Sometimes these bouts of depression last days, sometimes only hours. I'm lucky. Like I said my experience is only mild. Others don't have it so lucky. For others the suffocating grey encroaches their day or night, it pulls them downwards and inwards to the point they just can't be bothered with anything. Telling them to buck up isn't the answer. Allowing them to talk can help. Just sitting with them can do wonders. Don't try to fix them. If you can get them help great. For some that comes in the form of medication or counselling, if that could be the answer encourage them. Mostly I think it is important for them to not feel alone. Allow them to be real about their feelings. If they feel like crap that's not wrong, it just is. Hold them and love them through it.
This world we live in can be hard. So many put so much of themselves out there that the rest of us  wonder what the hell we are doing wrong. My life isn't as together as such and such's. My butt isn't as perfect as hers. He just posted a pic of his ripped abs, well I can't do that. She always has such good days and great luck. I'll never get the opportunities he gets. Why should I bother when I can't compete with that. Their kids are so well behaved. My kid is so moody yet hers is just perfect - what am I doing wrong?

You know what, STOP!
I mean it. Stop trying to compare yourself to others. I reckon if people were to social media truthfully the picture would be very different. We would then realise most people don't have it all together. We only pick and choose the good bits to share. Don't get me wrong, I don't think people should air their dirty laundry on line. I think we do it because we want to see which side of the argument or whatever is more popular. We need to stop oversharing and stop thinking all the positive means everyone but us has it all together.
See social media is like that old chestnut 'how are you?' People who ask that mostly don't want to know. They want you to say 'great how are you?' It is pointless small talk and not meant for truth. I went through a phase where I would ignore that question or say, 'I don't know you so I don't feel I have to answer that', or something similar. It was funny, someone got really upset with me one day for not answering that question, they didn't know how to cope when I didn't play their game.
But I digress. Don't base your happiness around what people post.
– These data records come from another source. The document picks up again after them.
//! Sold/unsold outcome history with digest-stamped records.
//!
//! The outcome log is the append-only history a player's own record links
//! back to. It is written from committed events, outside the engine's
//! transaction boundary: losing a record is a reporting gap, never an
//! engine invariant violation. Each record carries a SHA-256 digest over
//! its serialized payload so downstream stores can detect tampering.

use std::collections::HashMap;

use chrono::{DateTime, Utc};
use openauction_types::{
    AuctionEvent, AuctionId, CommittedEvent, PlayerId, Result, TeamId, UnsoldReason,
};
use rust_decimal::Decimal;
use serde::{Deserialize, Serialize};
use sha2::{Digest, Sha256};

/// How one player's auction appearance resolved.
#[derive(Debug, Clone, Copy, PartialEq, Eq, Serialize, Deserialize)]
#[serde(tag = "outcome", rename_all = "snake_case")]
pub enum PlayerOutcome {
    Sold { team: TeamId, amount: Decimal },
    Unsold { reason: UnsoldReason },
}

/// One appearance of a player in an auction, with its resolution.
#[derive(Debug, Clone, PartialEq, Eq, Serialize, Deserialize)]
pub struct OutcomeRecord {
    pub auction_id: AuctionId,
    pub player_id: PlayerId,
    pub outcome: PlayerOutcome,
    pub settled_at: DateTime<Utc>,
    /// Hex SHA-256 over the serialized record body.
    pub digest: String,
}

impl OutcomeRecord {
    fn build(
        auction_id: AuctionId,
        player_id: PlayerId,
        outcome: PlayerOutcome,
        settled_at: DateTime<Utc>,
    ) -> Result<Self> {
        let digest = Self::digest_of(auction_id, player_id, &outcome, settled_at)?;
        Ok(Self {
            auction_id,
            player_id,
            outcome,
            settled_at,
            digest,
        })
    }

    /// Recompute the digest and compare. False means the record was altered
    /// after it was written.
    pub fn verify(&self) -> Result<bool> {
        let expected =
            Self::digest_of(self.auction_id, self.player_id, &self.outcome, self.settled_at)?;
        Ok(expected == self.digest)
    }

    fn digest_of(
        auction_id: AuctionId,
        player_id: PlayerId,
        outcome: &PlayerOutcome,
        settled_at: DateTime<Utc>,
    ) -> Result<String> {
        let mut hasher = Sha256::new();
        hasher.update(b"openauction:outcome:v1:");
        hasher.update(auction_id.0.as_bytes());
        hasher.update(player_id.0.as_bytes());
        hasher.update(serde_json::to_vec(outcome)?);
        hasher.update(settled_at.timestamp_micros().to_le_bytes());
        Ok(hex::encode(hasher.finalize()))
    }
}

/// Append-only outcome history, indexed per player.
#[derive(Debug, Clone, Default)]
pub struct OutcomeLog {
    records: Vec<OutcomeRecord>,
    by_player: HashMap<PlayerId, Vec<usize>>,
}

impl OutcomeLog {
    #[must_use]
    pub fn new() -> Self {
        Self::default()
    }

    /// Append the outcome carried by a committed event, if it carries one.
    /// Non-settlement events are ignored.
    pub fn observe(&mut self, committed: &CommittedEvent) -> Result<()> {
        let (player_id, outcome) = match committed.event {
            AuctionEvent::PlayerSold {
                player,
                team,
                amount,
            } => (player, PlayerOutcome::Sold { team, amount }),
            AuctionEvent::PlayerUnsold { player, reason } => {
                (player, PlayerOutcome::Unsold { reason })
            }
            _ => return Ok(()),
        };

        let record = OutcomeRecord::build(
            committed.auction_id,
            player_id,
            outcome,
            committed.committed_at,
        )?;
        self.by_player
            .entry(player_id)
            .or_default()
            .push(self.records.len());
        self.records.push(record);
        Ok(())
    }

    /// All outcomes for one player, oldest first. A player can appear once
    /// per auction run, and again after a reset re-runs the auction.
    #[must_use]
    pub fn history_for(&self, player_id: PlayerId) -> Vec<&OutcomeRecord> {
        self.by_player
            .get(&player_id)
            .map(|indices| indices.iter().map(|&i| &self.records[i]).collect())
            .unwrap_or_default()
    }

    /// All records, in append order.
    #[must_use]
    pub fn records(&self) -> &[OutcomeRecord] {
        &self.records
    }

    #[must_use]
    pub fn len(&self) -> usize {
        self.records.len()
    }

    #[must_use]
    pub fn is_empty(&self) -> bool {
        self.records.is_empty()
    }
}

#[cfg(test)]
mod tests {
    use super::*;

    fn committed(event: AuctionEvent) -> CommittedEvent {
        CommittedEvent {
            auction_id: AuctionId::new(),
            event,
            committed_at: Utc::now(),
        }
    }

    #[test]
    fn sold_event_is_recorded_with_valid_digest() {
        let mut log = OutcomeLog::new();
        let player = PlayerId::new();
        let team = TeamId::new();
        log.observe(&committed(AuctionEvent::PlayerSold {
            player,
            team,
            amount: Decimal::new(1500, 0),
        }))
        .unwrap();

        let history = log.history_for(player);
        assert_eq!(history.len(), 1);
        assert_eq!(
            history[0].outcome,
            PlayerOutcome::Sold {
                team,
                amount: Decimal::new(1500, 0)
            }
        );
        assert!(history[0].verify().unwrap());
    }

    #[test]
    fn unsold_event_keeps_its_reason() {
        let mut log = OutcomeLog::new();
        let player = PlayerId::new();
        log.observe(&committed(AuctionEvent::PlayerUnsold {
            player,
            reason: UnsoldReason::Skipped,
        }))
        .unwrap();

        assert_eq!(
            log.history_for(player)[0].outcome,
            PlayerOutcome::Unsold {
                reason: UnsoldReason::Skipped
            }
        );
    }

    #[test]
    fn non_settlement_events_are_ignored() {
        let mut log = OutcomeLog::new();
        log.observe(&committed(AuctionEvent::AuctionPaused)).unwrap();
        log.observe(&committed(AuctionEvent::ResetDone)).unwrap();
        assert!(log.is_empty());
    }

    #[test]
    fn tampered_record_fails_verification() {
        let mut log = OutcomeLog::new();
        let player = PlayerId::new();
        log.observe(&committed(AuctionEvent::PlayerUnsold {
            player,
            reason: UnsoldReason::NoBids,
        }))
        .unwrap();

        let mut record = log.records()[0].clone();
        record.outcome = PlayerOutcome::Sold {
            team: TeamId::new(),
            amount: Decimal::new(9999, 0),
        };
        assert!(!record.verify().unwrap());
    }

    #[test]
    fn history_keeps_append_order_per_player() {
        let mut log = OutcomeLog::new();
        let player = PlayerId::new();
        // Same player settled in two different runs.
        log.observe(&committed(AuctionEvent::PlayerUnsold {
            player,
            reason: UnsoldReason::NoBids,
        }))
        .unwrap();
        log.observe(&committed(AuctionEvent::PlayerSold {
            player,
            team: TeamId::new(),
            amount: Decimal::new(500, 0),
        }))
        .unwrap();

        let history = log.history_for(player);
        assert_eq!(history.len(), 2);
        assert!(matches!(history[0].outcome, PlayerOutcome::Unsold { .. }));
        assert!(matches!(history[1].outcome, PlayerOutcome::Sold { .. }));
    }
}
They may be feeling terrible but doing everything they can to protect some image they believe they have. Unless you really know someone, you don't know them. Most of us have no idea how much our acquaintances struggle everyday. There are certainly enough things to struggle with - perceptions, popularity, protecting our image, weight, beauty… the list goes on.
Just be you. If you feel down today find someone to talk to, or just to hug you. If you don't know anyone find a group, if you don't want to do that, message me. The grey and cold don't last, they don't have to last. You don't need to go it alone. Picking yourself up isn't always easy but you can do it. Look for that hand that is their just waiting for you to grab and grab it. Have someone's back or let someone have yours.